**DESCRIPTION OF THE TASK:** Up through the line that contains "pub type MetricsServiceResult<T>", retype the entries exactly, beginning at the very first line.

**LISTED ENTRIES:**
───

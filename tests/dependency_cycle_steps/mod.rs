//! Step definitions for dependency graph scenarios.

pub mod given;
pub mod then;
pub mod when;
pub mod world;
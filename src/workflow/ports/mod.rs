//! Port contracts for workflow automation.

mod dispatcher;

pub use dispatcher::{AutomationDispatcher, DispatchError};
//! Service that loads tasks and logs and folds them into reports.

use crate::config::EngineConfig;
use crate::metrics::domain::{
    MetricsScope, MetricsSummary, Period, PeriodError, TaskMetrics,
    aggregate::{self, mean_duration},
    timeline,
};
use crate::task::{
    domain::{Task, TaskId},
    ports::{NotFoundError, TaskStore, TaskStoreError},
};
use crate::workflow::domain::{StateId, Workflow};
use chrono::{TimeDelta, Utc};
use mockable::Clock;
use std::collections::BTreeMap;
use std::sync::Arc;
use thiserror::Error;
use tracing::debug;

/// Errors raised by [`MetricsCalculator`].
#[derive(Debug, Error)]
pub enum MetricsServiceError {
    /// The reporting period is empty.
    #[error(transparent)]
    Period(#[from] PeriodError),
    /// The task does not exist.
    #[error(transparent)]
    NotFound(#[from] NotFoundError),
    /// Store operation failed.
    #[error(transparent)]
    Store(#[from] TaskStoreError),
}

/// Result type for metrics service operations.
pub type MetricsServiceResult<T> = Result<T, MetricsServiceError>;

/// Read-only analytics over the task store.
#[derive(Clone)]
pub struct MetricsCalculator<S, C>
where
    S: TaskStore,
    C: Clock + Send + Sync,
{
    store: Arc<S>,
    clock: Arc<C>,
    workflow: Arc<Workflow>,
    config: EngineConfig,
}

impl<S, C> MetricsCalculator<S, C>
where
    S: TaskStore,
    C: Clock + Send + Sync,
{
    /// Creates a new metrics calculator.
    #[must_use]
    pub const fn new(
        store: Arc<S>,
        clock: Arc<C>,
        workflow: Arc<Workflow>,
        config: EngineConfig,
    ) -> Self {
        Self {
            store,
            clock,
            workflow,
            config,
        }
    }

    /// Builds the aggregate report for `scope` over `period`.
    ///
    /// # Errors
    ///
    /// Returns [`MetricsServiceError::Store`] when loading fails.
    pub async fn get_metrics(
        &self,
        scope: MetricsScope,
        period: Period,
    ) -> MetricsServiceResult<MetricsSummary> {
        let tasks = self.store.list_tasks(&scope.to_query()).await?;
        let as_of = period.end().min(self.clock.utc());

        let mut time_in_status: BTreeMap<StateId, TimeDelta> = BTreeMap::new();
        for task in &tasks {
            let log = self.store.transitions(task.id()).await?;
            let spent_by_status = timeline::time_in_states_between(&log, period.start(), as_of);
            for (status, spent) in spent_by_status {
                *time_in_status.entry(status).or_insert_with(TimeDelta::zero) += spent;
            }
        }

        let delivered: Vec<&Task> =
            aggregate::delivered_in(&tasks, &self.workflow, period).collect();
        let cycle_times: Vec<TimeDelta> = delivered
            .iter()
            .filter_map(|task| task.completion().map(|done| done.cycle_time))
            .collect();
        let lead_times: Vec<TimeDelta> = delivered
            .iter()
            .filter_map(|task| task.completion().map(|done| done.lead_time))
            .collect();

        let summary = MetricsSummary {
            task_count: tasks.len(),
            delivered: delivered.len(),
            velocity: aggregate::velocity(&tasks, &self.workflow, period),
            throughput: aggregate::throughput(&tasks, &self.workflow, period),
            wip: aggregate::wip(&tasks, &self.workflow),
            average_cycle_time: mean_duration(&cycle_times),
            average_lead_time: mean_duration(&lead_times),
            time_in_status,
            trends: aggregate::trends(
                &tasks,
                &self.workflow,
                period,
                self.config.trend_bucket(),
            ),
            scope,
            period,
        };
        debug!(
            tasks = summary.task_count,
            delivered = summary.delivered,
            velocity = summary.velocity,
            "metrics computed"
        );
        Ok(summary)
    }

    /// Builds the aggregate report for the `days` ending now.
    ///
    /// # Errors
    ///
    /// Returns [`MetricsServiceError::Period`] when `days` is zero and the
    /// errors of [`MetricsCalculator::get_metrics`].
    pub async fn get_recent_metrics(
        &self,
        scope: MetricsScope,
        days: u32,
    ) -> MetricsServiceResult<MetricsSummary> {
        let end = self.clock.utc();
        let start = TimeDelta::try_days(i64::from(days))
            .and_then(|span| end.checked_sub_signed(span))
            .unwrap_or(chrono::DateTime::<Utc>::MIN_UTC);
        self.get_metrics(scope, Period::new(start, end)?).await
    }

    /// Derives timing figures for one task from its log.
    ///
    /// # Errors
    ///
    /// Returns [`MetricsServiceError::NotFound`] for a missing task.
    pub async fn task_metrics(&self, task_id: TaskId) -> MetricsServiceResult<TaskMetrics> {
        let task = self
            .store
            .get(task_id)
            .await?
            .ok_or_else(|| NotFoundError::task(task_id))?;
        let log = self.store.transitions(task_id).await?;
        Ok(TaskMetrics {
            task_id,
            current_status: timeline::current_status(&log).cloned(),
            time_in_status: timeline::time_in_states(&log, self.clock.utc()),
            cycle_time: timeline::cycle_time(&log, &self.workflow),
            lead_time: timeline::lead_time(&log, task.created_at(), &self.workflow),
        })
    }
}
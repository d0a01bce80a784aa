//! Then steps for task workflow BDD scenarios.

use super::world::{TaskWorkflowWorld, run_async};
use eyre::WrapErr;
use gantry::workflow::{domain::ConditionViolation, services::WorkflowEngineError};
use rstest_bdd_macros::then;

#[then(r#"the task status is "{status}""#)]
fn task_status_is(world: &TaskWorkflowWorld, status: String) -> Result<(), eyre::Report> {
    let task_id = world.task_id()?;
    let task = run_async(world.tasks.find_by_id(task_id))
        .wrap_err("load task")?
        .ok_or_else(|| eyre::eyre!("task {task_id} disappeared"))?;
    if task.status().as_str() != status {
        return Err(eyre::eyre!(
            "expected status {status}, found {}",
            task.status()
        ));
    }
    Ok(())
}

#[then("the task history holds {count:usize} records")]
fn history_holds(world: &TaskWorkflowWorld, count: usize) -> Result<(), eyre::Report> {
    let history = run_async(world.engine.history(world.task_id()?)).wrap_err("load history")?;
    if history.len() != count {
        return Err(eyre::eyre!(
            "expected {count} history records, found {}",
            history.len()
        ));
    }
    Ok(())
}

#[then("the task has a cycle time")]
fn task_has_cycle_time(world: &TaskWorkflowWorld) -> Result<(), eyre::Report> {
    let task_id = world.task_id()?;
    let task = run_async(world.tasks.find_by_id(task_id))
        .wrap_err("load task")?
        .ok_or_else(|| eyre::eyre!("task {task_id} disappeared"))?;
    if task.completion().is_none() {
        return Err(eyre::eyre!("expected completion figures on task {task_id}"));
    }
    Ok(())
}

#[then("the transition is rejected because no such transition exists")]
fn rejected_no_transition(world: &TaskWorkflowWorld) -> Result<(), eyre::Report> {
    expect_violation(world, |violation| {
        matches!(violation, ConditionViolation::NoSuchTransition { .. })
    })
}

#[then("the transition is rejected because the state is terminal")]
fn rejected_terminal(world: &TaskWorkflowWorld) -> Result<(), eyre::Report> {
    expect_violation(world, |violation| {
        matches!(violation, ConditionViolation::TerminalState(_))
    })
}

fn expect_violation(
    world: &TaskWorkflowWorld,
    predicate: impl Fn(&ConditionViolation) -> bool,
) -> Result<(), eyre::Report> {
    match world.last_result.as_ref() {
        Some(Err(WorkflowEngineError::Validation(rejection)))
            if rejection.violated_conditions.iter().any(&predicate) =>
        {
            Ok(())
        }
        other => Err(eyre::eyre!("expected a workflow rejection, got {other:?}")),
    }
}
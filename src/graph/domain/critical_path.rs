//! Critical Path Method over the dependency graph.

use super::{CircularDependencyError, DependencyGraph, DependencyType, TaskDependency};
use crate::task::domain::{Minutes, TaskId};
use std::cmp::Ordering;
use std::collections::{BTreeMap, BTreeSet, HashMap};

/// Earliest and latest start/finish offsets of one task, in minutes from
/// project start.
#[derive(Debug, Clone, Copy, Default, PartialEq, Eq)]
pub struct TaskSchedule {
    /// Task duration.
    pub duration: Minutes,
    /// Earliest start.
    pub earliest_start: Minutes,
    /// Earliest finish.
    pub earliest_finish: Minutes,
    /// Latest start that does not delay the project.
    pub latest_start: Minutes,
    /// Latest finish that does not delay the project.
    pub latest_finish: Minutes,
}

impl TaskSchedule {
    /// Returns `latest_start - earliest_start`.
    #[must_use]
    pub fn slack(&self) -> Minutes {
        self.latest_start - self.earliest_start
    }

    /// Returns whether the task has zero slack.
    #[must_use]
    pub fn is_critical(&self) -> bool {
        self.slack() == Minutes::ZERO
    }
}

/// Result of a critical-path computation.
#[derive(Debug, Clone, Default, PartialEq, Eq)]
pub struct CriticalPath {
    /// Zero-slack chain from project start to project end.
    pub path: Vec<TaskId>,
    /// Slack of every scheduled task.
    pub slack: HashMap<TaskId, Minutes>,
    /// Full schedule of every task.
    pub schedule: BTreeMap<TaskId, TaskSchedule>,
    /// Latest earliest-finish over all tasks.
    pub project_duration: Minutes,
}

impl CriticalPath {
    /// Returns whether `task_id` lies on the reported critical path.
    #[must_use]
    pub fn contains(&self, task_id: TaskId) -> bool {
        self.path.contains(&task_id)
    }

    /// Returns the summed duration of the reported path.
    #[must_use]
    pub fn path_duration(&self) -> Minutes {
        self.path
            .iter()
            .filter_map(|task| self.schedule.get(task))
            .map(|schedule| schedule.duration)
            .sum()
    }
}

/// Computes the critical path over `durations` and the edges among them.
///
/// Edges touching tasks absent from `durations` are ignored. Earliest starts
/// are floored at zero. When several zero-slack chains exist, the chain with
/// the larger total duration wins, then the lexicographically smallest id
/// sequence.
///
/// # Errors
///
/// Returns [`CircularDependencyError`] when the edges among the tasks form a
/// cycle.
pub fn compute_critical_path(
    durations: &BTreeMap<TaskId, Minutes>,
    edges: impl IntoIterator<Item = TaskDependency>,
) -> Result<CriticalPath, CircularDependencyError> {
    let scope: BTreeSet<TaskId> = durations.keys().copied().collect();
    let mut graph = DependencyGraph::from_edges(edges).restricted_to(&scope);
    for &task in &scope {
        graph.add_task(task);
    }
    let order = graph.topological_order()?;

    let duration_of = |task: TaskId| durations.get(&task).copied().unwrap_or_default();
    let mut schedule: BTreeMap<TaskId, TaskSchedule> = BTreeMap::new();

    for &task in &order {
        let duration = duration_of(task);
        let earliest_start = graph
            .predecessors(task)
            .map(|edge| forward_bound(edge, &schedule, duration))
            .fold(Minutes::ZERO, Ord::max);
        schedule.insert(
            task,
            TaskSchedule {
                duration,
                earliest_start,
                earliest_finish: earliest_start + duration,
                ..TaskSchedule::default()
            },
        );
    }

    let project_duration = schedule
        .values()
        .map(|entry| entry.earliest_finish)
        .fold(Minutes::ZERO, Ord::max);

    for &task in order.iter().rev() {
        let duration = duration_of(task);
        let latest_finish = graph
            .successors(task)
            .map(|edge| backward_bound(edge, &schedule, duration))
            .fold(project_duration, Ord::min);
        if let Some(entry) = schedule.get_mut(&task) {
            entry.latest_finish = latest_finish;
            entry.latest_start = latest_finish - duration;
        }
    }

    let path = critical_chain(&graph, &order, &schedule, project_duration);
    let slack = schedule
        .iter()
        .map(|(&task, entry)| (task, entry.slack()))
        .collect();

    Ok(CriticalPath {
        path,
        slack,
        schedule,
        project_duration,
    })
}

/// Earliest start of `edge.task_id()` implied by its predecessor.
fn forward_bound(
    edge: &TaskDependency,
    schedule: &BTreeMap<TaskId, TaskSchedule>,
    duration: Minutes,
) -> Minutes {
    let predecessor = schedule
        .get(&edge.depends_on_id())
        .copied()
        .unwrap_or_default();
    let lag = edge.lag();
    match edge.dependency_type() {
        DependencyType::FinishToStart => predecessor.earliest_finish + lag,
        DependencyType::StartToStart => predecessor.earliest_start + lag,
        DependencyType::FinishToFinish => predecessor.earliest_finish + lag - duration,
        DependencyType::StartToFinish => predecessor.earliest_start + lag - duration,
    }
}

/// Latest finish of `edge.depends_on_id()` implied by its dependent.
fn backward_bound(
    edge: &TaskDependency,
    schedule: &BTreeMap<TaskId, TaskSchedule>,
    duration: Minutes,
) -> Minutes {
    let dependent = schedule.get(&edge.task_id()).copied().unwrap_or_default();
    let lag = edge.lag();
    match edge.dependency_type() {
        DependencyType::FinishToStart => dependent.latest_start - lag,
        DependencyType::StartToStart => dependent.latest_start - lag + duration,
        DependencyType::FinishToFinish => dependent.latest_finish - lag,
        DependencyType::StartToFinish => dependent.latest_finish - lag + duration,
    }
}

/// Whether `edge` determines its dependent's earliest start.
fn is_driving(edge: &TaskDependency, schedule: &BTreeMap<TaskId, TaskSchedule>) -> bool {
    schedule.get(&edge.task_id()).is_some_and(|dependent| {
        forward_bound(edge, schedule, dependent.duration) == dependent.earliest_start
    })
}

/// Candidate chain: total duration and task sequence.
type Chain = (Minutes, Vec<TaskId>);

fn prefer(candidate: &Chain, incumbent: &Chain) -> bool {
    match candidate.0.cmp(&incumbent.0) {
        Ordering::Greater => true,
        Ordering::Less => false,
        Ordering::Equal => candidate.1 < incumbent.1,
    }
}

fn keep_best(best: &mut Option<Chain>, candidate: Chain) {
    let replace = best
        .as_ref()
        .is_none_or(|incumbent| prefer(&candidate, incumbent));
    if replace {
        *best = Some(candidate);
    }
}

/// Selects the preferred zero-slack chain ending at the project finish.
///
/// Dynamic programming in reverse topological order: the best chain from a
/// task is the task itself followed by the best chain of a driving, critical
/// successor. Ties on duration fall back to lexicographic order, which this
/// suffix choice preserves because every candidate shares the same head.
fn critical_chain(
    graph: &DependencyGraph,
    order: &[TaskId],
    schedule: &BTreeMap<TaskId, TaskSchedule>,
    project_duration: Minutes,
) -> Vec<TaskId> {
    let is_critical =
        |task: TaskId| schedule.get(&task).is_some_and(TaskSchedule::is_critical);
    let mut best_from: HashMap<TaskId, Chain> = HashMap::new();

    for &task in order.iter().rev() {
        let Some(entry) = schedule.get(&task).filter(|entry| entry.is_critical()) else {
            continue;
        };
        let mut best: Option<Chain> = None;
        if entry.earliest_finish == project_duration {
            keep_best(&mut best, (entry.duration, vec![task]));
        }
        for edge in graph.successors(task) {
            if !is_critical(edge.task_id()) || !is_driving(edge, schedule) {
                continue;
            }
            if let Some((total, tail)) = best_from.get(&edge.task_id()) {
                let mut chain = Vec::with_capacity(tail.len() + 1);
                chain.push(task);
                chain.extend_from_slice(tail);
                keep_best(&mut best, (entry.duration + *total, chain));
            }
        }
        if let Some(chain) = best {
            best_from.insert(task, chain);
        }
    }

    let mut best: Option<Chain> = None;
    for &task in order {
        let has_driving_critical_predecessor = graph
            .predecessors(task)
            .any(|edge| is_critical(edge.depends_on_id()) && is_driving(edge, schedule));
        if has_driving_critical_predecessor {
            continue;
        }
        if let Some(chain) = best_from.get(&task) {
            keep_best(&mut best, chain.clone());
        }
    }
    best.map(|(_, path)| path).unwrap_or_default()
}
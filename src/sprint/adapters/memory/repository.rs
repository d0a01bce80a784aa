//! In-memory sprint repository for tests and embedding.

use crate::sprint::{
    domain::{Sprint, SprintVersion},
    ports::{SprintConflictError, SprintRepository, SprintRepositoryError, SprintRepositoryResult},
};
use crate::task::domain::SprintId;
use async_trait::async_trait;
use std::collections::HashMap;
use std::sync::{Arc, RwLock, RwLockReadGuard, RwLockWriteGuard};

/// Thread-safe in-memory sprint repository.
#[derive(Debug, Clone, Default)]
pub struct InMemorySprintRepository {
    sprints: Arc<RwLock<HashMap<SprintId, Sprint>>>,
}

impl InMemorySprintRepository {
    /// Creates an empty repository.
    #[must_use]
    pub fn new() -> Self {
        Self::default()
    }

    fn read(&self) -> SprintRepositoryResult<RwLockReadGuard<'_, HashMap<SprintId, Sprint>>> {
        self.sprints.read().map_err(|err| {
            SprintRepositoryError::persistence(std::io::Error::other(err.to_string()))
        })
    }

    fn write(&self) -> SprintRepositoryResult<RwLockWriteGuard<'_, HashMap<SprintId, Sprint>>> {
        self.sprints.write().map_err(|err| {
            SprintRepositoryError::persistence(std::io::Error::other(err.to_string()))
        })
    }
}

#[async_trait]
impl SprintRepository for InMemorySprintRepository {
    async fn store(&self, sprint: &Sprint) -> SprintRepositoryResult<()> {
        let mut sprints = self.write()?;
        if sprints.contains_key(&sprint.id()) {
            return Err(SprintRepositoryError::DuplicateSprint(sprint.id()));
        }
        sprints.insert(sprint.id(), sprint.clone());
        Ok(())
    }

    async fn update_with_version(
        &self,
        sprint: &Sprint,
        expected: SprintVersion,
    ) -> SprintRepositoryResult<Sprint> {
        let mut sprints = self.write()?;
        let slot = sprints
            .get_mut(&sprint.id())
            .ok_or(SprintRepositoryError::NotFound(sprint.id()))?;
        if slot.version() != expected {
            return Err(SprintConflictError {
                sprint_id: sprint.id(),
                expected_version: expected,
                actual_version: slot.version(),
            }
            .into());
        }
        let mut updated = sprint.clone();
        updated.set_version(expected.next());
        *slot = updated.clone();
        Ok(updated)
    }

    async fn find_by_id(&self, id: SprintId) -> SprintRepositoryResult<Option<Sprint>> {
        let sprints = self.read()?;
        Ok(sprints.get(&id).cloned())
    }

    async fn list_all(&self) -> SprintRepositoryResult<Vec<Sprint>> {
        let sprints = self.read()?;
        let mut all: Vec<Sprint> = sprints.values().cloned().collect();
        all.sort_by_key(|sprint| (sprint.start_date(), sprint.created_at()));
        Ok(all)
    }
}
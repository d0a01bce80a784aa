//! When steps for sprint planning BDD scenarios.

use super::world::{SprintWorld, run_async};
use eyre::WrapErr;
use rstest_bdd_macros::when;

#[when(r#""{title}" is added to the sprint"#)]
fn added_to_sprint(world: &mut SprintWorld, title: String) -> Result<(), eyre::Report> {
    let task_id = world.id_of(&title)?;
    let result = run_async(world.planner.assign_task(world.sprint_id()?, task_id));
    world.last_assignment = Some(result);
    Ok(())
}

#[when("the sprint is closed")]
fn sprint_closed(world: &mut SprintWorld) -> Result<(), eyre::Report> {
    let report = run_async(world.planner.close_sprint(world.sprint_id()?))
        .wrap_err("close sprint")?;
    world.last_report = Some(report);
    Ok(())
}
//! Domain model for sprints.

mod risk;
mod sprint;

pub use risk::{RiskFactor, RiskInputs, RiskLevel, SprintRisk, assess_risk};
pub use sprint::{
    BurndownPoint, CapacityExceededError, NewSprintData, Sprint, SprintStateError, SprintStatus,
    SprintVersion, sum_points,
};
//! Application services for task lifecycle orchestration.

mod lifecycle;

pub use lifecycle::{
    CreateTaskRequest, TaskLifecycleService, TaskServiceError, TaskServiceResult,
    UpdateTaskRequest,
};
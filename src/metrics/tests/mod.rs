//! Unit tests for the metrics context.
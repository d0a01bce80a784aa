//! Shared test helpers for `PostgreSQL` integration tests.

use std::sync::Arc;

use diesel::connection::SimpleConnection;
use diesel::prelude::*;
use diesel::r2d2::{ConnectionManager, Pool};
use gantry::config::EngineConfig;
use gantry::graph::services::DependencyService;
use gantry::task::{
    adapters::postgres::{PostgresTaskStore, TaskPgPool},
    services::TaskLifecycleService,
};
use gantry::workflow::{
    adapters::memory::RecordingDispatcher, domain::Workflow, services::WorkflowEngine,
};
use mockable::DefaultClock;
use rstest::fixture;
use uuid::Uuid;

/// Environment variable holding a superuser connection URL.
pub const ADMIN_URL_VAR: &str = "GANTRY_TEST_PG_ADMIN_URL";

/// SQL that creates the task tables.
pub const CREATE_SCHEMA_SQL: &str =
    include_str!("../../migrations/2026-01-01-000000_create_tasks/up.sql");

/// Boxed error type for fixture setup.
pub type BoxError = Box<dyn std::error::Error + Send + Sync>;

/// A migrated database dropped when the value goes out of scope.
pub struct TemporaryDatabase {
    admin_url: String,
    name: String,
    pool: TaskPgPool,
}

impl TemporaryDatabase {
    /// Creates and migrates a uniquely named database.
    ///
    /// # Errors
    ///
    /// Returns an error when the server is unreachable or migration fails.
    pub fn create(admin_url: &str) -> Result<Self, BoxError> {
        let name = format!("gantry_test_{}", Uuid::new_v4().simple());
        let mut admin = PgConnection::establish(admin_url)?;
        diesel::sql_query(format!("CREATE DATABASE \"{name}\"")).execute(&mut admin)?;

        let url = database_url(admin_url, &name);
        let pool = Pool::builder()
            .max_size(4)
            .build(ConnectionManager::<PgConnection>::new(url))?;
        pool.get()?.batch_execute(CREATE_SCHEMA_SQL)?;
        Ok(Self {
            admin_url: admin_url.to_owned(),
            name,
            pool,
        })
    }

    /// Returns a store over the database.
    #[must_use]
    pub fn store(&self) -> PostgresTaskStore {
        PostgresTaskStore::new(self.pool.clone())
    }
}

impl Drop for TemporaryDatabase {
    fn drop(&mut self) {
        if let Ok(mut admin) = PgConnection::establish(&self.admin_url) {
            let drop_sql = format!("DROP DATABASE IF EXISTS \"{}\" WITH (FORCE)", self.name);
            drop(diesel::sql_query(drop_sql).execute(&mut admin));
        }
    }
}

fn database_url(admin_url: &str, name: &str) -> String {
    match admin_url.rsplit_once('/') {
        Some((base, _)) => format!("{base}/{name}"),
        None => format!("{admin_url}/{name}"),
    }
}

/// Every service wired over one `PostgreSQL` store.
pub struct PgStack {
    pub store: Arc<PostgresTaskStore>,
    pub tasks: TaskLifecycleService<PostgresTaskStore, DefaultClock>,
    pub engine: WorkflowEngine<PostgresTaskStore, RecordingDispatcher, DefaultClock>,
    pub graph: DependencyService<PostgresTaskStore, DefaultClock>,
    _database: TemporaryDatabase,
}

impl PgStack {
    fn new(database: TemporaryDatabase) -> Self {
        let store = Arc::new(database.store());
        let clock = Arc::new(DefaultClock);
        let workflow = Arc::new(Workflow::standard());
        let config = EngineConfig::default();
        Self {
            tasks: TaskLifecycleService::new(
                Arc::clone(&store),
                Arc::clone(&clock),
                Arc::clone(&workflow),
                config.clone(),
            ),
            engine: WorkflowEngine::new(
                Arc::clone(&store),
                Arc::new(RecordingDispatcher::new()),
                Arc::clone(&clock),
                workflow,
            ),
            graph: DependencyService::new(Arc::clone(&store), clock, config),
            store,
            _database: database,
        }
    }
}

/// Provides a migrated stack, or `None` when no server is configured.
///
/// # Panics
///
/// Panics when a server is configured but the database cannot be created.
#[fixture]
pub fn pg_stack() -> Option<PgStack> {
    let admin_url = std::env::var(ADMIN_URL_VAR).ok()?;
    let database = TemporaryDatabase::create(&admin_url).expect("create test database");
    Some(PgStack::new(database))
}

───

**YOUR SOLUTION:**
filename tests/dependency_cycle_steps/mod.rs
//! Step definitions for dependency graph scenarios.

pub mod given;
pub mod then;
pub mod when;
pub mod world;
filename src/workflow/ports/mod.rs
//! Port contracts for workflow automation.

mod dispatcher;

pub use dispatcher::{AutomationDispatcher, DispatchError};
//! Service that loads tasks and logs and folds them into reports.

use crate::config::EngineConfig;
use crate::metrics::domain::{
    MetricsScope, MetricsSummary, Period, PeriodError, TaskMetrics,
    aggregate::{self, mean_duration},
    timeline,
};
use crate::task::{
    domain::{Task, TaskId},
    ports::{NotFoundError, TaskStore, TaskStoreError},
};
use crate::workflow::domain::{StateId, Workflow};
use chrono::{TimeDelta, Utc};
use mockable::Clock;
use std::collections::BTreeMap;
use std::sync::Arc;
use thiserror::Error;
use tracing::debug;

/// Errors raised by [`MetricsCalculator`].
#[derive(Debug, Error)]
pub enum MetricsServiceError {
    /// The reporting period is empty.
    #[error(transparent)]
    Period(#[from] PeriodError),
    /// The task does not exist.
    #[error(transparent)]
    NotFound(#[from] NotFoundError),
    /// Store operation failed.
    #[error(transparent)]
    Store(#[from] TaskStoreError),
}

/// Result type for metrics service operations.
pub type MetricsServiceResult<T> = Result<T, MetricsServiceError>;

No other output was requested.